Modern Health Care Solutions are Needed

Friends of Medicare are calling for a rejection of proposed UCP policies reported by the Calgary Herald yesterday that would see health care services privatized and budgets slashed.

“These UCP policies would move Alberta backwards to the 1990s. Alberta has much work to do to improve and modernize our healthcare system,” said Executive Director Sandra Azocar. “While steps are being taken to reduce the role of profit-driven care and medicine, Alberta’s system is still heavily privatized. These UCP policies show no commitment to bending the privatization curve, and instead support user-pay private care.”

A leaked UCP document says that the Government of Alberta should “allow for privately-funded, privately delivered health care services.”

“At the same time we are concerned about revenue policy proposals that would give wealthy Albertans tax breaks while cutting out over a billion dollars in revenue. Combined with their proposals to balance the budget by 2023 with no new revenues, this would result in eliminating over $11 billion in provincial spending,” added Azocar. “That’s over half of our current budget for health care. These proposals don’t say what or where the UCP should be cutting spending, and should be rejected.”

UCP proposed policies would cut taxes on upper income Albertans, and cut taxes on business profits, while allowing publicly funded subsidies to private health care providers.
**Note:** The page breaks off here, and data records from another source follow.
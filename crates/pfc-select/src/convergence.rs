//! Convergence of the iterative calculation per population.
//!
//! Iteration on a connected opponent graph converges on a single set of
//! values or oscillates between two. A tree always oscillates; a graph
//! with a 3-cycle (A plays B, B plays C, C plays A) always converges; a
//! graph whose shortest cycle is longer may do either, depending on the
//! results. The tractable sufficient condition used here is the 3-cycle
//! test: some edge whose endpoints share a further neighbour.

use crate::selection::one_hop;
use pfc_core::*;
use pfc_identify::load_player;
use pfc_records::PLAYER_FILE;
use pfc_store::RecordList;
use pfc_store::Store;
use std::collections::BTreeMap;
use std::collections::BTreeSet;

/// Opponent adjacency over one population, restricted to the selected
/// games. Neighbour sets never contain the player itself.
pub fn neighbour_map<S: Store>(
    store: &S,
    playerset: &RecordList,
    selected: &RecordList,
) -> Outcome<BTreeMap<Key, BTreeSet<Key>>> {
    let mut neighbours = BTreeMap::new();
    for key in playerset.iter() {
        let player = load_player(store, key)?;
        let opponents: BTreeSet<Key> = one_hop(store, key, &player, selected)?
            .into_iter()
            .collect();
        neighbours.insert(key, opponents);
    }
    Ok(neighbours)
}

/// True if the graph, assumed connected, is a tree.
pub fn is_tree(neighbours: &BTreeMap<Key, BTreeSet<Key>>) -> bool {
    let edges: usize = neighbours.values().map(BTreeSet::len).sum::<usize>() / 2;
    edges == neighbours.len().saturating_sub(1)
}

/// True if some edge's endpoints share a further neighbour.
pub fn has_three_cycle(neighbours: &BTreeMap<Key, BTreeSet<Key>>) -> bool {
    for (player, opponents) in neighbours {
        for opponent in opponents {
            if let Some(theirs) = neighbours.get(opponent) {
                if opponents
                    .intersection(theirs)
                    .any(|shared| shared != player && shared != opponent)
                {
                    return true;
                }
            }
        }
    }
    false
}

/// One convergence verdict per population, in population order.
pub fn check_convergence<S: Store>(
    store: &S,
    playersets: &[RecordList],
    selected: &RecordList,
) -> Outcome<Vec<bool>> {
    let mut convergent = Vec::with_capacity(playersets.len());
    for playerset in playersets {
        let neighbours = neighbour_map(store, playerset, selected)?;
        let verdict = !is_tree(&neighbours) && has_three_cycle(&neighbours);
        convergent.push(verdict);
    }
    Ok(convergent)
}

/// Display names of a non-convergent population's players, for the
/// report that replaces their performance numbers.
pub fn non_convergent_player_names<S: Store>(
    store: &S,
    playerset: &RecordList,
) -> Outcome<Vec<String>> {
    let mut names = Vec::new();
    for (_, raw) in store.record_cursor(PLAYER_FILE, playerset) {
        let player = pfc_records::Player::decode(raw)?;
        names.push(player.name.unwrap_or_else(|| player.identity.clone()));
    }
    Ok(names)
}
“Albertans deserve quality public and universal health care, not disproven privatization experiments and 1990s style budget slashing,” continued Azocar. “These proposals would drain the public system of funds, and allow profit-driven medicine to take needed staff resources away from public delivery. We know that people value a universal system where patient need comes first. Friends of Medicare will continue to oppose the idea that those with money can pay to put the rest of us to the back of the line.”

“At the same time we continue to support a modernization of Alberta and Canada’s medicare system to cover needed services like prescription medication, seniors care, dental care, and mental health delivered by not-for-profit public administration,” said Azocar.